The free version includes an advertisement at the bottom of each generated documentation page, while the Professional / Ultimate Editions do not. The Standard Edition removes those ads from the CHM- and HTML-generated documentation.

The Ultimate Edition was first released with version 8.0 of the software. It allows you to "Encrypt and sign Word and PDF documents". These are new features that were released with 8.0.

== History ==

- 1.0 was released to the public in December 2004 and only provided CHM and HTML documentation generation.
- 2.0.0.25 was released on May 16, 2009. Other 2.x versions followed during 2009 - 2010.
- 3.0.0.223 was released on August 23, 2011. Other 3.x versions were released during 2011 - 2013.
- 4.0.3.164 was released on October 9, 2013. Other 4.x versions were released during 2013 - 2016.
- 5.0.1.188 was released on March 7, 2017. Other 5.x versions were released during 2017 - 2018.
- 6.0.0.154 was released on March 7, 2019. Other 6x versions were released during 2019 - 2020.
- 7.0.0.199 was released on December 8, 2020.
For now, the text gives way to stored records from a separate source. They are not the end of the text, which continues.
use super::{Checker, fold, mutability_name};
use crate::scope::Location;
use alloy_primitives::{U256, hex};
use vyc_data::{
    Call, CallTarget, FunctionKind, IntType, Mutability, Type, TypedExpr,
    hir::{AddressMember, BinOp, EnvVar, ExprKind},
};
use vyc_syntax::{
    Diagnostic, Result, Span,
    ast::{self, Expr, Ident, Keyword, UnaryOp},
};

/// Outcome of checking a call expression.
pub(crate) enum CallResult {
    Value(TypedExpr),
    /// Call of a function without a return value.
    Void(Call),
}

/// Integer literals whose type is decided by the other operand.
fn is_untyped_literal(expr: &Expr<'_>) -> bool {
    match &expr.kind {
        ast::ExprKind::Int(_) | ast::ExprKind::Hex(_) => true,
        ast::ExprKind::Unary { op: UnaryOp::Neg | UnaryOp::Invert, operand } => {
            is_untyped_literal(operand)
        }
        ast::ExprKind::BinOp { left, right, .. } => {
            is_untyped_literal(left) && is_untyped_literal(right)
        }
        _ => false,
    }
}

fn literal(value: U256, ty: Type, span: Span) -> TypedExpr {
    TypedExpr::new(ExprKind::Literal(value), ty, span)
}

fn bool_literal(value: bool, span: Span) -> TypedExpr {
    literal(U256::from(value as u8), Type::Bool, span)
}

fn int_type(expected: Option<&Type>) -> Option<&Type> {
    expected.filter(|ty| matches!(ty, Type::Int(_)))
}
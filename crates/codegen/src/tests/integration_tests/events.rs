use crate::tests::helpers::Deployed;
use alloy_primitives::{Address, B256, U256, keccak256};
use test_utils::DEFAULT_CALLER;
use vyc_data::{AbiValue, encode_params};

const TOKEN: &str = r#"
event Transfer:
    sender: indexed(address)
    receiver: indexed(address)
    amount: uint256

event Memo:
    topic: indexed(String[16])
    note: String[32]

@external
def send(to: address, amount: uint256):
    log Transfer(msg.sender, to, amount)

@external
def memo(topic: String[16], note: String[32]):
    log Memo(topic, note)
"#;

#[test]
fn indexed_fields_are_topics() {
    let mut token = Deployed::new(TOKEN);
    let receiver = Address::repeat_byte(0x11);
    let args = [AbiValue::Address(receiver), AbiValue::uint(77)];
    token.call("send(address,uint256)", &args).unwrap();

    let logs = token.chain.logs();
    assert_eq!(logs.len(), 1);
    assert_eq!(logs[0].address, token.address);
    let topics = logs[0].data.topics();
    assert_eq!(topics[0], keccak256("Transfer(address,address,uint256)"));
    assert_eq!(topics[1], DEFAULT_CALLER.into_word());
    assert_eq!(topics[2], receiver.into_word());
    assert_eq!(logs[0].data.data.as_ref(), B256::from(U256::from(77)).as_slice());
}

#[test]
fn byte_array_topics_are_hashed() {
    let mut token = Deployed::new(TOKEN);
    let args = [AbiValue::String("greeting".into()), AbiValue::String("hello there".into())];
    token.call("memo(string,string)", &args).unwrap();

    let logs = token.chain.logs();
    let topics = logs[0].data.topics();
    assert_eq!(topics[0], keccak256("Memo(string,string)"));
    assert_eq!(topics[1], keccak256("greeting"));
    let data = encode_params(&[AbiValue::String("hello there".into())]);
    assert_eq!(logs[0].data.data.as_ref(), data.as_slice());
}
mod arithmetic;
mod calls;
mod control_flow;
mod creation;
mod events;
mod immutables;
mod storage;
mod strings;
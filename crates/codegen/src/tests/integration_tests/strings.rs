//! Byte arrays in storage, memory, calldata and return data

use crate::tests::helpers::Deployed;
use alloy_primitives::{U256, keccak256};
use vyc_data::{AbiValue, Type};

const GREETER: &str = r#"
greeting: public(String[32])
payload: Bytes[64]

@external
def __init__():
    self.greeting = "hello"

@external
def set_greeting(g: String[32]):
    self.greeting = g

@view
@external
def greeting_length() -> uint256:
    return len(self.greeting)

@pure
@external
def is_hello(s: String[32]) -> bool:
    return s == "hello"

@pure
@external
def digest(s: String[32]) -> bytes32:
    return keccak256(s)

@external
def store_payload(b: Bytes[64]):
    self.payload = b

@view
@external
def load_payload() -> Bytes[64]:
    return self.payload

@pure
@external
def fixed() -> Bytes[40]:
    return b"\x01\x02this literal is longer than one word\xff"
"#;

fn string(value: &str) -> AbiValue {
    AbiValue::String(value.into())
}

#[test]
fn strings_round_trip_through_storage() {
    let mut greeter = Deployed::new(GREETER);
    let greeting = greeter.values("greeting()", &[], &[Type::String(32)]);
    assert_eq!(greeting, [string("hello")]);
    assert_eq!(greeter.word("greeting_length()", &[]), U256::from(5));

    let long = "a greeting that is 32 bytes long";
    assert_eq!(long.len(), 32);
    greeter.call("set_greeting(string)", &[string(long)]).unwrap();
    assert_eq!(greeter.values("greeting()", &[], &[Type::String(32)]), [string(long)]);
    assert_eq!(greeter.word("greeting_length()", &[]), U256::from(32));

    greeter.call("set_greeting(string)", &[string("")]).unwrap();
    assert_eq!(greeter.values("greeting()", &[], &[Type::String(32)]), [string("")]);
}

#[test]
fn oversized_strings_are_rejected() {
    let mut greeter = Deployed::new(GREETER);
    let too_long = "x".repeat(33);
    greeter.reverts("set_greeting(string)", &[string(&too_long)]);
}

#[test]
fn equality_and_hashing() {
    let mut greeter = Deployed::new(GREETER);
    assert_eq!(greeter.word("is_hello(string)", &[string("hello")]), U256::from(1));
    assert_eq!(greeter.word("is_hello(string)", &[string("hell")]), U256::ZERO);
    assert_eq!(greeter.word("is_hello(string)", &[string("hello!")]), U256::ZERO);

    let digest = greeter.word("digest(string)", &[string("vyper")]);
    assert_eq!(digest, U256::from_be_bytes(keccak256("vyper").0));
}

#[test]
fn bytes_span_several_words() {
    let mut greeter = Deployed::new(GREETER);
    let payload: Vec<u8> = (0..50).collect();
    greeter.call("store_payload(bytes)", &[AbiValue::Bytes(payload.clone())]).unwrap();
    let loaded = greeter.values("load_payload()", &[], &[Type::Bytes(64)]);
    assert_eq!(loaded, [AbiValue::Bytes(payload)]);
}

#[test]
fn bytes_literals() {
    let mut greeter = Deployed::new(GREETER);
    let mut expected = vec![0x01, 0x02];
    expected.extend_from_slice(b"this literal is longer than one word");
    expected.push(0xff);
    assert_eq!(greeter.values("fixed()", &[], &[Type::Bytes(40)]), [AbiValue::Bytes(expected)]);
}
- 7.1.0.253 was released on February 2, 2021.
- 7.1.1.256 was released on February 3, 2021.
- 7.1.2.266 was released on February 12, 2021.
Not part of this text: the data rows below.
//! Shape checks that run before any name resolution or typing.
//!
//! Every rule here looks at a single syntax node (plus whether the traversal is inside a loop),
//! so the first violation in document order is reported.

use alloy_primitives::{Address, hex};
use std::collections::HashSet;
use vyc_syntax::{
    Diagnostic, Result, Span,
    ast::{Expr, ExprKind, Item, Keyword, Module, Stmt, StmtKind, UnaryOp},
};

/// Names that denote a type wherever they appear in an annotation.
pub(crate) fn is_builtin_type_name(name: &str) -> bool {
    match name {
        "bool" | "address" | "Bytes" | "String" | "HashMap" => true,
        _ => {
            let bits = name.strip_prefix("uint").or_else(|| name.strip_prefix("int"));
            if let Some(bits) = bits {
                return bits.parse::<u16>().is_ok_and(|b| b % 8 == 0 && (8..=256).contains(&b));
            }
            name.strip_prefix("bytes")
                .and_then(|m| m.parse::<u8>().ok())
                .is_some_and(|m| (1..=32).contains(&m))
        }
    }
}

pub fn validate(module: &Module<'_>) -> Result<()> {
    let user_types = module
        .items
        .iter()
        .filter_map(|item| match item {
            Item::Struct(def) => Some(def.name.inner),
            Item::Interface(def) => Some(def.name.inner),
            _ => None,
        })
        .collect();
    let mut validator = StructureValidator { user_types, loop_depth: 0 };
    for item in &module.items {
        validator.item(item)?;
    }
    Ok(())
}

struct StructureValidator<'src> {
    user_types: HashSet<&'src str>,
    loop_depth: usize,
}

impl<'src> StructureValidator<'src> {
    fn is_type_name(&self, name: &str) -> bool {
        is_builtin_type_name(name) || self.user_types.contains(name)
    }

    fn item(&mut self, item: &Item<'src>) -> Result<()> {
        match item {
            Item::Variable(decl) => {
                self.annotation(&decl.annotation)?;
                decl.value.as_ref().map_or(Ok(()), |value| self.expr(value))
            }
            Item::Struct(def) => {
                def.fields.iter().try_for_each(|field| self.annotation(&field.annotation))
            }
            Item::Event(def) => {
                def.fields.iter().try_for_each(|field| self.annotation(&field.annotation))
            }
            Item::Interface(def) => def.functions.iter().try_for_each(|function| {
                for param in &function.params {
                    self.annotation(&param.annotation)?;
                }
                function.returns.as_ref().map_or(Ok(()), |ret| self.annotation(ret))
            }),
            Item::Function(def) => {
                for decorator in &def.decorators {
                    self.expr(decorator)?;
                }
                for param in &def.params {
                    self.annotation(&param.annotation)?;
                    if let Some(default) = &param.default {
                        self.expr(default)?;
                    }
                }
                if let Some(ret) = &def.returns {
                    self.annotation(ret)?;
                }
                self.loop_depth = 0;
                self.block(&def.body)
            }
        }
    }

    fn annotation(&self, annotation: &Expr<'src>) -> Result<()> {
        match &annotation.kind {
            ExprKind::Name(_) => Ok(()),
            ExprKind::Subscript { value, index } => {
                self.annotation(value)?;
                match &index.kind {
                    ExprKind::Slice { .. } => Err(Diagnostic::syntax(
                        "array bound must be a single integer, not a slice",
                        index.span.clone(),
                    )),
                    ExprKind::Tuple(members) => {
                        members.iter().try_for_each(|member| self.annotation(member))
                    }
                    ExprKind::Name(name) if self.is_type_name(name) => Err(Diagnostic::syntax(
                        format!("type `{name}` cannot be used as an array bound"),
                        index.span.clone(),
                    )),
                    _ => self.expr(index),
                }
            }
            // `public(T)`, `indexed(T)`, `event({...})` and friends
            ExprKind::Call { func, args, keywords } => {
                self.call_arguments(args, keywords)?;
                self.expr(func)?;
                for arg in args {
                    match &arg.kind {
                        ExprKind::Dict(entries) => {
                            for (key, value) in entries {
                                self.field_key(key)?;
                                self.annotation(value)?;
                            }
                        }
                        _ => self.annotation(arg)?,
                    }
                }
                Ok(())
            }
            _ => self.expr(annotation),
        }
    }

    fn block(&mut self, body: &[Stmt<'src>]) -> Result<()> {
        body.iter().try_for_each(|stmt| self.stmt(stmt))
    }

    fn stmt(&mut self, stmt: &Stmt<'src>) -> Result<()> {
        match &stmt.kind {
            StmtKind::AnnAssign { target, annotation, value } => {
                if target.as_name().is_none() {
                    return Err(Diagnostic::syntax(
                        "only simple names can be annotated",
                        target.span.clone(),
                    ));
                }
                self.annotation(annotation)?;
                value.as_ref().map_or(Ok(()), |value| self.expr(value))
            }
            StmtKind::Assign { targets, value } => {
                if targets.len() > 1 {
                    return Err(Diagnostic::syntax(
                        "chained assignment is not allowed, assign one target per statement",
                        stmt.span.clone(),
                    ));
                }
                targets.iter().try_for_each(|target| self.target(target))?;
                self.expr(value)
            }
            StmtKind::AugAssign { target, value, .. } => {
                self.target(target)?;
                self.expr(value)
            }
            StmtKind::If { test, body, orelse } => {
                self.expr(test)?;
                self.block(body)?;
                self.block(orelse)
            }
            StmtKind::For { annotation, iter, body, orelse, .. } => {
                if let Some(orelse) = orelse {
                    let span = orelse.first().map_or(stmt.span.clone(), |s| s.span.clone());
                    return Err(Diagnostic::syntax("`for` loops cannot have an `else` block", span));
                }
                if let Some(annotation) = annotation {
                    self.annotation(annotation)?;
                }
                self.expr(iter)?;
                self.loop_depth += 1;
                let result = self.block(body);
                self.loop_depth -= 1;
                result
            }
            StmtKind::While { .. } => Err(Diagnostic::syntax(
                "`while` loops are not supported, use a bounded `for` loop",
                stmt.span.clone(),
            )),
            StmtKind::Return(value) | StmtKind::Raise(value) => {
                value.as_ref().map_or(Ok(()), |value| self.expr(value))
            }
            StmtKind::Assert { test, msg } => {
                self.expr(test)?;
                msg.as_ref().map_or(Ok(()), |msg| self.expr(msg))
            }
            StmtKind::Log(event) => self.expr(event),
            StmtKind::Break | StmtKind::Continue if self.loop_depth == 0 => {
                let keyword =
                    if matches!(stmt.kind, StmtKind::Break) { "break" } else { "continue" };
                Err(Diagnostic::syntax(format!("`{keyword}` outside of a loop"), stmt.span.clone()))
            }
            StmtKind::Break | StmtKind::Continue | StmtKind::Pass => Ok(()),
            StmtKind::Expr(expr) => self.expr(expr),
        }
    }

    fn target(&self, target: &Expr<'src>) -> Result<()> {
        if let ExprKind::Subscript { value, index } = &target.kind {
            if !matches!(index.kind, ExprKind::Slice { .. }) {
                return self.expr(target);
            }
            let message = if is_state_reference(value) {
                "cannot assign to a slice of a storage variable"
            } else {
                "slice assignment is not supported"
            };
            return Err(Diagnostic::syntax(message, target.span.clone()));
        }
        self.expr(target)
    }

    fn expr(&self, expr: &Expr<'src>) -> Result<()> {
        match &expr.kind {
            ExprKind::Name(_)
            | ExprKind::Int(_)
            | ExprKind::Str(_)
            | ExprKind::Bytes(_)
            | ExprKind::Bool(_) => Ok(()),
            ExprKind::Hex(digits) => check_hex_literal(digits, expr.span.clone()),
            ExprKind::List(items) | ExprKind::Tuple(items) => {
                items.iter().try_for_each(|item| self.expr(item))
            }
            ExprKind::Dict(entries) => entries.iter().try_for_each(|(key, value)| {
                self.field_key(key)?;
                self.expr(value)
            }),
            ExprKind::Attribute { value, .. } => self.expr(value),
            ExprKind::Subscript { value, index } => {
                if matches!(index.kind, ExprKind::Slice { .. }) {
                    let message = if is_state_reference(value) {
                        "storage variables cannot be sliced"
                    } else {
                        "slicing is not supported, there are no slice values"
                    };
                    return Err(Diagnostic::syntax(message, expr.span.clone()));
                }
                self.expr(value)?;
                self.expr(index)
            }
            ExprKind::Slice { .. } => {
                Err(Diagnostic::syntax("unexpected slice expression", expr.span.clone()))
            }
            ExprKind::Call { func, args, keywords } => {
                self.call_arguments(args, keywords)?;
                self.expr(func)?;
                args.iter().try_for_each(|arg| self.expr(arg))?;
                keywords.iter().try_for_each(|keyword| self.expr(&keyword.value))
            }
            ExprKind::BinOp { left, right, .. }
            | ExprKind::BoolOp { left, right, .. }
            | ExprKind::Compare { left, right, .. } => {
                self.expr(left)?;
                self.expr(right)
            }
            ExprKind::Unary { op, operand } => {
                if *op != UnaryOp::Not && operand.as_name() == Some("self") {
                    let symbol = if *op == UnaryOp::Neg { "-" } else { "~" };
                    return Err(Diagnostic::syntax(
                        format!("unary `{symbol}` is only defined for numbers, not for `self`"),
                        expr.span.clone(),
                    ));
                }
                self.expr(operand)
            }
        }
    }

    /// Keys of event and struct dictionaries name fields.
    fn field_key(&self, key: &Expr<'src>) -> Result<()> {
        match key.kind {
            ExprKind::Name(_) => Ok(()),
            _ => Err(Diagnostic::syntax("field names must be plain identifiers", key.span.clone())),
        }
    }

    fn call_arguments(&self, args: &[Expr<'src>], keywords: &[Keyword<'src>]) -> Result<()> {
        let first_keyword = keywords.first().map(|keyword| keyword.name.span.start);
        let misplaced = args.iter().find(|arg| first_keyword.is_some_and(|at| arg.span.start > at));
        if let Some(arg) = misplaced {
            return Err(Diagnostic::syntax(
                "positional argument follows keyword argument",
                arg.span.clone(),
            ));
        }
        let mut seen = HashSet::with_capacity(keywords.len());
        for keyword in keywords {
            if !seen.insert(keyword.name.inner) {
                return Err(Diagnostic::syntax(
                    format!("keyword argument `{}` repeated", keyword.name.inner),
                    keyword.name.span.clone(),
                ));
            }
        }
        Ok(())
    }
}

/// `self.x`, or any subscript/attribute chain rooted in one.
fn is_state_reference(expr: &Expr<'_>) -> bool {
    if expr.as_self_attribute().is_some() {
        return true;
    }
    match &expr.kind {
        ExprKind::Subscript { value, .. } | ExprKind::Attribute { value, .. } => {
            is_state_reference(value)
        }
        _ => false,
    }
}

/// Rejects odd-length hex literals and 40 digit literals whose casing is not a valid checksum.
pub(crate) fn check_hex_literal(digits: &str, span: Span) -> Result<()> {
    if digits.len() % 2 != 0 {
        return Err(Diagnostic::syntax(
            format!("hex literal must have an even number of digits, found {}", digits.len()),
            span,
        ));
    }
    if digits.len() == 40 {
        let Ok(bytes) = hex::decode(digits) else {
            return Err(Diagnostic::syntax("invalid hex literal", span));
        };
        let checksummed = Address::from_slice(&bytes).to_checksum(None);
        if checksummed[2..] != *digits {
            return Err(Diagnostic::syntax(
                format!("address literal has an invalid checksum, expected {checksummed}"),
                span,
            ));
        }
    }
    Ok(())
}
- 7.1.3.270 was released on February 15, 2021.
- 7.2.0.306 was released on March 24, 2021.
- 7.3.0.348 was released on May 4, 2021.
- 7.4.0.390 was released on June 15, 2021.
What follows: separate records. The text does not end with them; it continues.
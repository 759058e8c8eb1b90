//! Locations of values: memory, storage and the immutables appended to the runtime code

use super::{Translator, constants};
use crate::error::{CodegenError, Result};
use alloy_primitives::U256;
use evm_glue::opcodes::Opcode;
use vyc_data::{
    Type, TypedExpr,
    hir::ExprKind,
};

/// Where the address on top of the stack points.
#[derive(Debug, Clone, Copy, PartialEq, Eq)]
pub(crate) enum Location {
    Memory,
    Storage,
    /// Byte offset in the running code (immutables of the runtime code)
    Code,
}

impl Location {
    /// Distance between consecutive values of `ty`, in bytes or storage slots.
    fn stride(self, ty: &Type) -> U256 {
        match self {
            Location::Storage => U256::from(ty.storage_slots()),
            Location::Memory | Location::Code => U256::from(ty.memory_size()),
        }
    }
}

impl Translator<'_> {
    /// Pushes the address of the value `expr` denotes. Expressions that are not places are
    /// evaluated into memory.
    pub(super) fn location(&mut self, expr: &TypedExpr) -> Result<Location> {
        match &expr.kind {
            ExprKind::Local(local) => {
                self.push_u32(self.state.frame.local(*local));
                Ok(Location::Memory)
            }
            ExprKind::Storage(var) => {
                self.push_const(U256::from(self.contract.storage[*var].slot));
                Ok(Location::Storage)
            }
            ExprKind::Immutable(var) => {
                let offset = self.contract.immutables[*var].offset;
                match self.object {
                    super::CodeObject::Init => {
                        self.push_u32(constants::EVM_SCRATCH_SPACE_END + offset);
                        Ok(Location::Memory)
                    }
                    super::CodeObject::Runtime => {
                        self.push_mark(self.state.code_end_mark);
                        self.add_offset(U256::from(offset));
                        Ok(Location::Code)
                    }
                }
            }
            ExprKind::Index { base, index } => match &base.ty {
                Type::HashMap(..) => {
                    let location = self.location(base)?;
                    self.expr(index)?;
                    // keccak256(key ++ slot)
                    self.op(Opcode::PUSH0);
                    self.op(Opcode::MSTORE);
                    self.mstore_at(constants::WORD);
                    self.push_u32(2 * constants::WORD);
                    self.ops([Opcode::PUSH0, Opcode::SHA3]);
                    Ok(location)
                }
                Type::Array(inner, len) => {
                    let location = self.location(base)?;
                    let stride = location.stride(inner);
                    match index.as_literal() {
                        Some(index) if index < U256::from(*len) => {
                            self.add_offset(index * stride);
                        }
                        _ => {
                            self.expr(index)?;
                            // Stack: [base, index]
                            self.op(Opcode::DUP1);
                            self.push_u32(*len);
                            self.op(Opcode::GT);
                            self.panic_unless();
                            if stride != U256::from(1) {
                                self.push_const(stride);
                                self.op(Opcode::MUL);
                            }
                            self.op(Opcode::ADD);
                        }
                    }
                    Ok(location)
                }
                ty => Err(CodegenError::NotAddressable { ty: ty.to_string() }),
            },
            ExprKind::Field { base, index } => {
                let Type::Struct(def) = &base.ty else {
                    return Err(CodegenError::NotAddressable { ty: base.ty.to_string() });
                };
                let location = self.location(base)?;
                let offset = match location {
                    Location::Storage => U256::from(def.field_slot_offset(*index)),
                    Location::Memory | Location::Code => U256::from(def.field_offset(*index)),
                };
                self.add_offset(offset);
                Ok(location)
            }
            _ if expr.ty.is_word() => Err(CodegenError::NotAddressable { ty: expr.ty.to_string() }),
            _ => {
                self.expr(expr)?;
                Ok(Location::Memory)
            }
        }
    }

    fn add_offset(&mut self, offset: U256) {
        if !offset.is_zero() {
            self.push_const(offset);
            self.op(Opcode::ADD);
        }
    }

    /// Stack: [address] → [value]. Values that are not words are copied into a temporary
    /// unless they already live in memory.
    pub(super) fn load(&mut self, location: Location, ty: &Type) -> Result<()> {
        if ty.is_word() {
            match location {
                Location::Memory => self.op(Opcode::MLOAD),
                Location::Storage => self.op(Opcode::SLOAD),
                Location::Code => {
                    self.push_u32(constants::WORD);
                    self.ops([Opcode::SWAP1, Opcode::PUSH0, Opcode::CODECOPY]);
                    self.ops([Opcode::PUSH0, Opcode::MLOAD]);
                }
            }
            return Ok(());
        }

        let size = ty.memory_size();
        match location {
            Location::Memory => {}
            Location::Storage => {
                let buffer = self.temp(size)?;
                self.push_u32(buffer);
                self.copy_storage_to_memory(ty)?;
                self.push_u32(buffer);
            }
            Location::Code => {
                let buffer = self.temp(size)?;
                self.push_u32(size);
                self.op(Opcode::SWAP1);
                self.push_u32(buffer);
                self.op(Opcode::CODECOPY);
                self.push_u32(buffer);
            }
        }
        Ok(())
    }

    /// Stack: [value, address] → []. `ty` is the type of the value, which may be a shorter
    /// byte array than the location holds.
    pub(super) fn store(&mut self, location: Location, ty: &Type) -> Result<()> {
        match location {
            Location::Memory if ty.is_word() => self.op(Opcode::MSTORE),
            Location::Memory => self.copy_memory(ty.memory_size()),
            Location::Storage if ty.is_word() => self.op(Opcode::SSTORE),
            Location::Storage => self.copy_memory_to_storage(ty)?,
            Location::Code => return Err(CodegenError::Unsupported { op: "immutable assignment" }),
        }
        Ok(())
    }

    /// Stack: [src, slot] → []
    fn copy_memory_to_storage(&mut self, ty: &Type) -> Result<()> {
        if ty.is_word() {
            self.ops([Opcode::SWAP1, Opcode::MLOAD, Opcode::SWAP1, Opcode::SSTORE]);
            return Ok(());
        }
        let src = self.temp(constants::WORD)?;
        let slot = self.temp(constants::WORD)?;
        self.mstore_at(slot);
        self.mstore_at(src);

        match ty {
            Type::Bytes(_) | Type::String(_) => {
                // The length word and every data word that holds a byte
                self.mload_at(src);
                self.op(Opcode::MLOAD);
                self.push_word_count();
                self.counted_loop(|t, k| {
                    t.mload_at(src);
                    t.mload_at(k);
                    t.push_u32(5);
                    t.ops([Opcode::SHL, Opcode::ADD, Opcode::MLOAD]);
                    t.mload_at(slot);
                    t.mload_at(k);
                    t.ops([Opcode::ADD, Opcode::SSTORE]);
                    Ok(())
                })
            }
            Type::Array(inner, len) => {
                self.push_u32(*len);
                self.counted_loop(|t, k| {
                    t.element(src, k, U256::from(inner.memory_size()));
                    t.element(slot, k, U256::from(inner.storage_slots()));
                    t.copy_memory_to_storage(inner)
                })
            }
            Type::Struct(def) => {
                for (index, (_, field)) in def.fields.iter().enumerate() {
                    self.mload_at(src);
                    self.add_offset(U256::from(def.field_offset(index)));
                    self.mload_at(slot);
                    self.add_offset(U256::from(def.field_slot_offset(index)));
                    self.copy_memory_to_storage(field)?;
                }
                Ok(())
            }
            _ => Err(CodegenError::NotAddressable { ty: ty.to_string() }),
        }
    }

    /// Stack: [slot, dst] → []
    pub(super) fn copy_storage_to_memory(&mut self, ty: &Type) -> Result<()> {
        if ty.is_word() {
            self.ops([Opcode::SWAP1, Opcode::SLOAD, Opcode::SWAP1, Opcode::MSTORE]);
            return Ok(());
        }
        let slot = self.temp(constants::WORD)?;
        let dst = self.temp(constants::WORD)?;
        self.mstore_at(dst);
        self.mstore_at(slot);

        match ty {
            Type::Bytes(_) | Type::String(_) => {
                self.mload_at(slot);
                self.op(Opcode::SLOAD);
                self.push_word_count();
                self.counted_loop(|t, k| {
                    t.mload_at(slot);
                    t.mload_at(k);
                    t.ops([Opcode::ADD, Opcode::SLOAD]);
                    t.mload_at(dst);
                    t.mload_at(k);
                    t.push_u32(5);
                    t.ops([Opcode::SHL, Opcode::ADD, Opcode::MSTORE]);
                    Ok(())
                })
            }
            Type::Array(inner, len) => {
                self.push_u32(*len);
                self.counted_loop(|t, k| {
                    t.element(slot, k, U256::from(inner.storage_slots()));
                    t.element(dst, k, U256::from(inner.memory_size()));
                    t.copy_storage_to_memory(inner)
                })
            }
            Type::Struct(def) => {
                for (index, (_, field)) in def.fields.iter().enumerate() {
                    self.mload_at(slot);
                    self.add_offset(U256::from(def.field_slot_offset(index)));
                    self.mload_at(dst);
                    self.add_offset(U256::from(def.field_offset(index)));
                    self.copy_storage_to_memory(field)?;
                }
                Ok(())
            }
            _ => Err(CodegenError::NotAddressable { ty: ty.to_string() }),
        }
    }

    /// Pushes `mload(base) + mload(index) * stride`.
    pub(super) fn element(&mut self, base: u32, index: u32, stride: U256) {
        self.mload_at(base);
        self.mload_at(index);
        if stride != U256::from(1) {
            self.push_const(stride);
            self.op(Opcode::MUL);
        }
        self.op(Opcode::ADD);
    }

    /// Stack: [byte length] → [words of a byte array, length word included]
    fn push_word_count(&mut self) {
        self.round_up_to_word();
        self.push_u32(5);
        self.op(Opcode::SHR);
        self.push_u32(1);
        self.op(Opcode::ADD);
    }
}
- 7.5.0.435 was released on July 27, 2021.
- 7.6.0.479 was released on September 9, 2021.
- 7.7.0.519 was released on October 19, 2021.
- 7.8.0.569 was released on December 7, 2021.
- 7.9.0.612 was released on January 19, 2022.
- 7.9.1.631 was released on February 8, 2022.
- 8.0.0.187 was released on July 19, 2022.
- 8.1.0.243 was released on September 13, 2022.
- 8.2.0.286 was released on October 25, 2022.
- 8.3.1.337 was released on December 13, 2022.
- 8.4.0.372 was released on January 17, 2023.
- 8.5.0.413 was released on February 28, 2023.
- 8.6.0.462 was released on April 18, 2023.
- 8.7.0.500 was released on May 25, 2023.
- 8.8.0.547 was released on July 11, 2023.
- 8.9.0.604 was released on September 5, 2023 and is the latest release.